Rallying Distillate Futures Push Energy Complex Higher

Market TalkMonday, Jan 23 2023
Pivotal Week For Price Action

The rally marches on to start a new week with refined products up 3 cents so far on the day, reaching their highest levels since mid-November. Both fundamental and technical indicators suggest this rally may have more room to run, as more refinery issues crop up in the US and Europe, and prices have broken through their near term resistance on the charts.

Diesel prices are up 58 cents from their January 4th lows, following the largest selloff to start a year in 3 decades with nearly 3 weeks of strong gains. This also puts distillate prices nearly 75 cents higher than they were at their December lows, and the charts suggest there’s plenty of room to move higher still with a run at $3.70 or even $4 looking likely in the next several weeks.  

The gasoline price rally isn’t quite as impressive, with RBOB futures “only” rising 43 cents off of their January lows, and 64 cents since bottoming out in December. Considering that we’re just moving through the worst few weeks of the whole year for gasoline demand however, that rally is still an impressive feat, leaving the door open for a run at $2.80 or $3 over the next month. While the charts are now favoring higher prices, numerous technical indicators are flashing “overbought” status, meaning a sharp pullback is to be expected along the way and could happen this week. As long as the upward trend-lines aren’t broken, that pullback should be a decent buying opportunity.   

The squeeze is on. Money managers made substantial increases in the net length held in energy contracts last week, driven in large part by a big reduction in short positions for WTI and Brent as the price rally marched on. In total, more than 45,000 short contracts were covered as the big speculators that had been betting on lower prices threw in the towel.  For Brent, speculative length has reached a 4 month high, and will hit a year high next week if the recent upward trend can hold. 

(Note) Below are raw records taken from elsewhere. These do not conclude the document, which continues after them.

//! Basic tagrelay example
//!
//! Two workers on one in-process fabric, no background threads: the
//! caller drives progress itself and spins on `is_ready()`.
//!
//! # Environment Variables
//!
//! - `RUST_LOG=debug` - log filter (error, warn, info, debug, trace)
//! - `TAGRELAY_*` - worker configuration, see `WorkerConfig::from_env`

use std::sync::{Arc, Mutex};
use std::time::{Duration, Instant};

use tagrelay::{Endpoint, EndpointOptions, Request, Tag, Worker};
use tagrelay_module::LoopbackFabric;
use tracing_subscriber::EnvFilter;

// RUST_LOG=debug cargo run -p tagrelay-basic
fn main() -> tagrelay::Result<()> {
    tracing_subscriber::fmt().with_env_filter(EnvFilter::from_default_env()).init();
    println!("=== tagrelay Basic Example ===\n");

    let fabric = LoopbackFabric::new();
    let server = Worker::create(&fabric)?;
    let client = Worker::create(&fabric)?;
    println!("server worker: {}", server.address());
    println!("client worker: {}", client.address());

    // The callback keeps accepted endpoints alive by stashing them.
    let accepted: Arc<Mutex<Vec<Endpoint>>> = Arc::new(Mutex::new(Vec::new()));
    let stash = Arc::clone(&accepted);
    let listener = server.create_listener(0, move |req| {
        tracing::info!(peer = %req.peer(), "accepting connection");
        let opts = req.default_options();
        match req.accept(opts) {
            Ok(ep) => stash.lock().unwrap_or_else(|e| e.into_inner()).push(ep),
            Err(e) => tracing::warn!(error = %e, "accept failed"),
        }
    })?;
    println!("listening on {}", listener.address());

    let ep = client.create_endpoint(listener.address(), EndpointOptions::default())?;
    let workers = [&server, &client];

    let deadline = Instant::now() + Duration::from_secs(10);
    while accepted.lock().unwrap_or_else(|e| e.into_inner()).is_empty() {
        if Instant::now() > deadline {
            println!("WARNING: Timeout waiting for accept!");
            return Err(tagrelay::Error::Timeout);
        }
        drive(&workers);
    }
    let server_ep = accepted.lock().unwrap_or_else(|e| e.into_inner()).remove(0);

    let recv = server_ep.tag_recv(vec![0u8; 3], Tag(0), false);
    let send = ep.tag_send(vec![1, 2, 3], Tag(0), false);
    spin(&workers, &send, deadline)?;
    spin(&workers, &recv, deadline)?;

    let sent = send.wait()?;
    let got = recv.wait()?;
    println!("sent {} bytes, received {:?}", sent.len, got.data());

    let close = ep.close();
    spin(&workers, &close, deadline)?;
    close.wait()?;
    println!("\n=== Example Complete ===");
    Ok(())
}

fn drive(workers: &[&Worker]) {
    for w in workers {
        w.progress();
    }
}

fn spin(workers: &[&Worker], req: &Request, deadline: Instant) -> tagrelay::Result<()> {
    while !req.is_ready() {
        if Instant::now() > deadline {
            return Err(tagrelay::Error::Timeout);
        }
        drive(workers);
    }
    Ok(())
}
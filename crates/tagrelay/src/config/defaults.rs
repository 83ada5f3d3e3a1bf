//! Library defaults for `WorkerConfig`.

/// Submissions moved from the queue to the transport per tick.
pub const MAX_BATCH: usize = 64;

/// Transport events handled per tick.
pub const MAX_EVENTS: usize = 128;

/// How long an idle progress thread waits on the activity notifier.
pub const IDLE_WAIT_US: u64 = 1000;

/// Upper bound on one notifier-thread wait between drains.
pub const NOTIFIER_WAIT_MS: u64 = 100;

/// Default error-handling mode of new endpoints.
pub const ERROR_HANDLING: bool = true;

pub const PROGRESS_THREAD_NAME: &str = "tagrelay-progress";
pub const NOTIFIER_THREAD_NAME: &str = "tagrelay-notifier";
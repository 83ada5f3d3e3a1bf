//! # tagrelay-module: Default implementations
//!
//! One default implementation for every tagrelay-core trait.
//!
//! ## Default stack
//!
//! | Trait            | Default Impl       | Alternative                   |
//! |------------------|--------------------|-------------------------------|
//! | Notifier         | EventFdNotifier    | CondvarNotifier (non-Linux)   |
//! | TransportContext | LoopbackFabric     | (external transports)         |

pub mod notifier;
pub mod loopback;

pub use loopback::{LoopbackFabric, LoopbackWorker};
pub use notifier::{new_notifier, CondvarNotifier, PlatformNotifier};
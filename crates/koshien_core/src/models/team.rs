//! Team metadata and season records.
//!
//! [`TeamProfile`] is static scouting data (strength rating, historical best
//! finish, popularity). [`TeamRecord`] is the evolving tournament record for
//! one team. Both are passed into derivation functions explicitly; nothing in
//! this crate reads ambient tournament state.

use once_cell::sync::Lazy;
use serde::{Deserialize, Serialize};
use std::collections::HashMap;

use super::match_record::OrderKey;

/// Static scouting profile for one school.
#[derive(Debug, Clone, Serialize, Deserialize)]
pub struct TeamProfile {
    pub name: String,
    #[serde(default)]
    pub region: String,
    /// Base strength rating (偏差値-style, roughly 40-75).
    pub deviation: u32,
    /// Historical best finish, free text ("優勝", "ベスト4", "初出場" ...).
    #[serde(default)]
    pub best_finish: String,
    #[serde(default)]
    pub popular: bool,
    #[serde(default)]
    pub description: String,
}

/// Per-player season batting totals within the current tournament.
#[derive(Debug, Clone, Copy, Default, Serialize, Deserialize)]
pub struct PlayerBattingTotals {
    #[serde(default)]
    pub at_bats: u32,
    #[serde(default)]
    pub hits: u32,
    #[serde(default)]
    pub home_runs: u32,
    #[serde(default)]
    pub rbi: u32,
}

impl PlayerBattingTotals {
    pub fn average(&self) -> Option<f64> {
        if self.at_bats == 0 {
            None
        } else {
            Some(self.hits as f64 / self.at_bats as f64)
        }
    }
}

/// Per-player season pitching totals within the current tournament.
#[derive(Debug, Clone, Copy, Default, Serialize, Deserialize)]
pub struct PlayerPitchingTotals {
    /// Innings pitched, fractional in thirds.
    #[serde(default)]
    pub innings: f32,
    #[serde(default)]
    pub earned_runs: u32,
    #[serde(default)]
    pub strikeouts: u32,
    #[serde(default)]
    pub wins: u32,
    #[serde(default)]
    pub losses: u32,
}

impl PlayerPitchingTotals {
    pub fn era(&self) -> Option<f64> {
        if self.innings <= 0.0 {
            None
        } else {
            Some(self.earned_runs as f64 * 9.0 / self.innings as f64)
        }
    }
}

/// A starter reference from a previous game, for lineup-change analysis.
#[derive(Debug, Clone, Serialize, Deserialize)]
pub struct StarterRef {
    pub order: OrderKey,
    pub name: String,
}

/// One team's record within the current tournament (and its last finish in
/// the previous one).
#[derive(Debug, Clone, Default, Serialize, Deserialize)]
pub struct TeamRecord {
    /// Final placing in the previous tournament (1 = champion).
    #[serde(default, skip_serializing_if = "Option::is_none")]
    pub last_finish: Option<u32>,
    #[serde(default)]
    pub batting_totals: HashMap<String, PlayerBattingTotals>,
    #[serde(default)]
    pub pitching_totals: HashMap<String, PlayerPitchingTotals>,
    /// Starting lineup of the team's previous game, if any.
    #[serde(default)]
    pub previous_starters: Vec<StarterRef>,
}

/// Lookup table of team profiles. Missing teams are a normal condition and
/// degrade to defaults downstream (rank E, placeholder descriptions).
#[derive(Debug, Clone, Default, Serialize, Deserialize)]
pub struct TeamDirectory {
    profiles: HashMap<String, TeamProfile>,
}

impl TeamDirectory {
    pub fn from_profiles(profiles: Vec<TeamProfile>) -> Self {
        TeamDirectory {
            profiles: profiles.into_iter().map(|p| (p.name.clone(), p)).collect(),
        }
    }

    pub fn get(&self, team: &str) -> Option<&TeamProfile> {
        self.profiles.get(team)
    }

    /// Built-in directory of the stock schools shipped with the game.
    pub fn builtin() -> &'static TeamDirectory {
        &BUILTIN_DIRECTORY
    }
}

static BUILTIN_DIRECTORY: Lazy<TeamDirectory> = Lazy::new(|| {
    fn profile(
        name: &str,
        region: &str,
        deviation: u32,
        best_finish: &str,
        popular: bool,
        description: &str,
    ) -> TeamProfile {
        TeamProfile {
            name: name.to_string(),
            region: region.to_string(),
            deviation,
            best_finish: best_finish.to_string(),
            popular,
            description: description.to_string(),
        }
    }

    TeamDirectory::from_profiles(vec![
        profile("横浜白凰", "神奈川", 72, "優勝", true, "全国屈指の名門。分厚い選手層と勝負強さが武器"),
        profile("大阪桜風", "大阪", 70, "準優勝", true, "強力打線が看板の近畿の雄"),
        profile("仙台青葉", "宮城", 63, "ベスト4", false, "東北の堅守速攻。接戦に強い"),
        profile("熊本火の国", "熊本", 61, "ベスト8", false, "エースを軸にした伝統の守りの野球"),
        profile("広島厳島", "広島", 58, "ベスト16", false, "機動力で相手をかき回す走る野球"),
        profile("金沢兼六", "石川", 55, "出場", false, "北信越の古豪。公立ながら毎年上位を窺う"),
        profile("札幌雪嶺", "北海道", 52, "出場", false, "寒冷地のハンデを室内練習で覆す努力型"),
        profile("高知黒潮", "高知", 60, "ベスト4", true, "荒削りだが当たれば飛ぶ、豪快な打撃のチーム"),
        profile("松本岳南", "長野", 48, "初出場", false, "初出場の県立校。勢いに乗ると怖い"),
        profile("那覇海風", "沖縄", 57, "ベスト8", true, "南国育ちの強肩強打。応援の熱さは随一"),
    ])
});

We have seen large increases in open interest so far in 2023 as lower volatility seems to be encouraging some traders to dip their toes back in the water, but the overall positions remain low compared to the past 5-7 years.

Baker Hughes reported a large decline in oil rigs last week, with the total US count dropping by 10, bringing it to a 2 month low at 613. Natural gas rigs meanwhile saw a large increase of 6 on the week, bringing that weekly total to 156. Given the long lead times needed to get enough people, equipment, and sometimes funding in place for a drilling rig, it seems the current drop in oil rigs may be a reflection of the market pessimism 2 months ago when WTI traded down to the $70 mark, or it could be a sign of shifting to favor natural gas production as the world was expecting a harsh winter heating season that simply has not yet materialized.

A fire broke out at the PBF refinery outside of New Orleans Saturday, but was quickly extinguished without any injuries. So far there are no reports on whether or not operations have been curtailed following that fire. 

Today’s interesting read from the WSJ: A debate over whether or not blending more biofuels will benefit the environment. 

Protesting unions in France are threatening to cut off electricity supplies and shut down refineries, as the country continues to struggle with either making people work 2 more years before getting their state pension or going bankrupt.  Those protests continue to offer a reason for buyers to bid up refined product futures as the Atlantic basin is stretched thin for refinery output already.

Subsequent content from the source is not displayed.